Human rights activist and recipient of the 2018 Nobel Peace Prize, Nadia Murad is a leading advocate for survivors of genocide and sexual violence. Her memoir, The Last Girl: My Story of Captivity, and My Fight Against the Islamic State, is a harrowing account of the genocide against the Yazidi ethnoreligious minority in Iraq and Murad’s imprisonment by the so-called Islamic State group, or ISIS. Murad is the president and chairwoman of Nadia’s Initiative, which actively works to persuade governments and international organizations to support the sustainable redevelopment of the Yazidi homeland, as well as survivors of sexual violence globally.


I came to understand America long before I became an American.

As a young girl in a small village in Iraq, I remember the first time I saw American soldiers. I did not understand politics or war, but I understood what people around me hoped that America meant something different. Even then, I felt that America was more than a country. It was an idea. 

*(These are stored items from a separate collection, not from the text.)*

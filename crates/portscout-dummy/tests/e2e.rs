//! End-to-end tests driving the real dummy discovery through the client.
//!
//! Each test spawns its own `portscout-dummy` process and talks to it
//! over real pipes, covering the full handshake, both session modes, and
//! the crash paths the client has to survive.

use std::time::Duration;

use portscout_client::{Client, ClientError, Event};
use tokio::time::timeout;

fn dummy_client(id: &str, extra_args: &[&str]) -> Client {
    let mut args = vec![env!("CARGO_BIN_EXE_portscout-dummy").to_string()];
    args.extend(extra_args.iter().map(ToString::to_string));
    let mut client = Client::new(id, args);
    client.set_user_agent("portscout-e2e/1.0");
    client
}

#[tokio::test]
async fn test_handshake_and_quit() {
    let mut client = dummy_client("1", &[]);
    client.run().await.unwrap();
    assert!(client.alive());

    client.quit().await;
    assert!(!client.alive());
}

#[tokio::test]
async fn test_discovery_crashing_on_startup() {
    let mut client = dummy_client("1", &["--invalid"]);
    assert!(client.run().await.is_err());
    assert!(!client.alive());
}

#[tokio::test]
async fn test_polling_mode_lists_initial_ports() {
    let mut client = dummy_client("1", &[]);
    client.run().await.unwrap();
    client.start().await.unwrap();

    // The dummy reports its two connected ports right after START.
    tokio::time::sleep(Duration::from_millis(500)).await;
    let ports = client.list().await.unwrap();
    assert_eq!(ports.len(), 2);
    for port in &ports {
        assert_eq!(port.protocol.as_deref(), Some("dummy"));
        assert_eq!(port.address_label.as_deref(), Some("Dummy upload port"));
    }

    client.stop().await.unwrap();
    client.quit().await;
}

#[tokio::test]
async fn test_sync_mode_streams_initial_events() {
    let mut client = dummy_client("1", &[]);
    client.run().await.unwrap();
    let mut events = client.start_sync(20).await.unwrap();

    for _ in 0..2 {
        let event = timeout(Duration::from_secs(2), events.recv())
            .await
            .expect("initial add within two seconds")
            .unwrap();
        match event {
            Event::Add { port, discovery_id } => {
                assert_eq!(discovery_id, "1");
                assert_eq!(port.protocol.as_deref(), Some("dummy"));
            }
            other => panic!("expected add event, got {other:?}"),
        }
    }

    client.stop().await.unwrap();
    // After a successful STOP the channel ends with the marker and
    // closes; no further events may follow.
    let mut last = None;
    while let Some(event) = events.recv().await {
        last = Some(event);
    }
    assert!(matches!(last, Some(Event::Stop { .. })));

    client.quit().await;
}

#[tokio::test]
async fn test_start_sync_fails_every_fifth_attempt() {
    let mut client = dummy_client("1", &[]);
    client.run().await.unwrap();

    let mut failures = 0;
    for _ in 1..=5 {
        match client.start_sync(10).await {
            Ok(_events) => client.stop().await.unwrap(),
            Err(ClientError::CommandFailed(msg)) => {
                assert_eq!(msg, "Cannot START_SYNC: could not start_sync every 5 times");
                failures += 1;
            }
            Err(other) => panic!("unexpected error: {other}"),
        }
    }
    assert_eq!(failures, 1);

    client.quit().await;
}

#[tokio::test]
async fn test_discovery_crashing_while_streaming_closes_channel() {
    let mut client = dummy_client("1", &["-k"]);
    client.run().await.unwrap();
    let mut events = client.start_sync(20).await.unwrap();

    // The process kills itself after about a second; the event channel
    // must drain and close shortly after, without any consumer action.
    let drained = timeout(Duration::from_secs(5), async {
        while events.recv().await.is_some() {}
    })
    .await;
    assert!(drained.is_ok(), "event channel not closed after crash");
    assert!(!client.alive());

    client.quit().await;
}

#[tokio::test]
async fn test_commands_after_crash_fail() {
    let mut client = dummy_client("1", &["-k"]);
    client.run().await.unwrap();

    tokio::time::sleep(Duration::from_millis(1500)).await;
    assert!(!client.alive());
    assert!(client.start().await.is_err());
}
//! Reference discovery executable.
//!
//! Speaks the pluggable discovery protocol on stdin/stdout and reports
//! deterministically generated fake ports, so hosts and tests have a
//! discovery with fully predictable behavior. Logs go to stderr only;
//! stdout belongs to the protocol.

use std::sync::atomic::{AtomicU64, Ordering};
use std::sync::Arc;
use std::time::Duration;

use anyhow::Context;
use clap::Parser;
use indexmap::IndexMap;
use portscout_protocol::{Port, PortEventKind};
use portscout_server::{Discovery, DiscoveryError, ErrorCallback, EventCallback, Server};
use tokio_util::sync::CancellationToken;
use tracing::{debug, warn};
use tracing_subscriber::EnvFilter;

/// Pause between scripted port events.
const EVENT_INTERVAL: Duration = Duration::from_secs(2);

/// Dummy discovery for the pluggable discovery protocol
#[derive(Parser, Debug)]
#[command(name = "portscout-dummy")]
struct Args {
    /// Print version information and exit
    #[arg(short = 'v', long = "version")]
    version: bool,

    /// Exit abruptly about one second after startup (crash injection
    /// for tests)
    #[arg(short = 'k', long = "kill")]
    kill: bool,
}

fn parse_args() -> Args {
    match Args::try_parse() {
        Ok(args) => args,
        Err(e) => {
            let code = match e.kind() {
                clap::error::ErrorKind::DisplayHelp => 0,
                _ => 1,
            };
            let _ = e.print();
            std::process::exit(code);
        }
    }
}

#[tokio::main]
async fn main() -> anyhow::Result<()> {
    let args = parse_args();
    if args.version {
        println!("{} {}", env!("CARGO_PKG_NAME"), env!("CARGO_PKG_VERSION"));
        return Ok(());
    }

    tracing_subscriber::fmt()
        .with_env_filter(
            EnvFilter::try_from_default_env().unwrap_or_else(|_| EnvFilter::new("info")),
        )
        .with_writer(std::io::stderr)
        .init();

    if args.kill {
        tokio::spawn(async {
            tokio::time::sleep(Duration::from_secs(1)).await;
            warn!("crash flag set, terminating");
            std::process::exit(1);
        });
    }

    let mut server = Server::new(DummyDiscovery::default());
    server
        .run(tokio::io::stdin(), tokio::io::stdout())
        .await
        .context("protocol session failed")?;
    Ok(())
}

/// Simulated discovery implementation.
///
/// Generates connected ports deterministically, which also makes it
/// usable as a test fixture: the event script and the every-5th
/// `start_sync` failure are part of its contract.
#[derive(Default)]
struct DummyDiscovery {
    start_sync_count: u32,
    counter: Arc<AtomicU64>,
    cancel: Option<CancellationToken>,
}

impl DummyDiscovery {
    fn cancel_emitter(&mut self) {
        if let Some(cancel) = self.cancel.take() {
            cancel.cancel();
        }
    }
}

impl Discovery for DummyDiscovery {
    fn hello(&mut self, user_agent: &str, protocol_version: i32) -> Result<(), DiscoveryError> {
        debug!(user_agent, protocol_version, "client connected");
        Ok(())
    }

    fn start_sync(
        &mut self,
        events: EventCallback,
        errors: ErrorCallback,
    ) -> Result<(), DiscoveryError> {
        self.start_sync_count += 1;
        if self.start_sync_count % 5 == 0 {
            return Err("could not start_sync every 5 times".into());
        }

        let cancel = CancellationToken::new();
        self.cancel = Some(cancel.clone());
        tokio::spawn(emit_events(
            events,
            errors,
            cancel,
            Arc::clone(&self.counter),
        ));
        Ok(())
    }

    fn stop(&mut self) -> Result<(), DiscoveryError> {
        self.cancel_emitter();
        Ok(())
    }

    fn quit(&mut self) {
        self.cancel_emitter();
    }
}

/// Scripted event stream: the currently "connected" ports right away,
/// then two add/remove cycles, then an unrecoverable error.
async fn emit_events(
    events: EventCallback,
    errors: ErrorCallback,
    cancel: CancellationToken,
    counter: Arc<AtomicU64>,
) {
    let next = |counter: &AtomicU64| counter.fetch_add(1, Ordering::SeqCst) + 1;

    events(PortEventKind::Add, dummy_port(next(&counter)));
    events(PortEventKind::Add, dummy_port(next(&counter)));

    for _ in 0..2 {
        tokio::select! {
            () = cancel.cancelled() => return,
            () = tokio::time::sleep(EVENT_INTERVAL) => {}
        }
        let port = dummy_port(next(&counter));
        let stub = Port {
            protocol: port.protocol.clone(),
            ..Port::new(port.address.clone())
        };
        events(PortEventKind::Add, port);

        tokio::select! {
            () = cancel.cancelled() => return,
            () = tokio::time::sleep(EVENT_INTERVAL) => {}
        }
        events(PortEventKind::Remove, stub);
    }

    errors("unrecoverable error, cannot send more events".to_string());
}

/// Fake port number `n` as reported by this discovery.
fn dummy_port(n: u64) -> Port {
    Port {
        address: n.to_string(),
        address_label: Some("Dummy upload port".to_string()),
        protocol: Some("dummy".to_string()),
        protocol_label: Some("Dummy protocol".to_string()),
        properties: Some(IndexMap::from([
            ("vid".to_string(), "0x2341".to_string()),
            ("pid".to_string(), "0x0041".to_string()),
            ("mac".to_string(), (n * 73622384782).to_string()),
        ])),
        hardware_id: None,
    }
}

Years later, I came to understand how complex that idea could be. The promise many believed would come to Iraq did not reach communities like mine. Instead, our lives grew more uncertain, more dangerous. That distance  between what America represents and what people experience  stayed with me. 

After enduring genocide, losing my family and my home, and being taken into captivity by ISIS, I encountered America again.

After I escaped and began sharing my story, I met individuals who listened, who believed me, and who used their voices to amplify mine. In those moments, I recognized the America I had imagined as a child, one grounded in compassion, justice, and the defense of human dignity. 

Today, as a new American, I carry both memory and hope. I have seen the gap between this country’s promise and its reality. I have also seen ordinary people work to close that gap. That, to me, is what America truly is, not a nation without contradiction, but one with the courage to confront it. 

America remains an idea. And ideas are only as powerful as the people willing to stand up for them.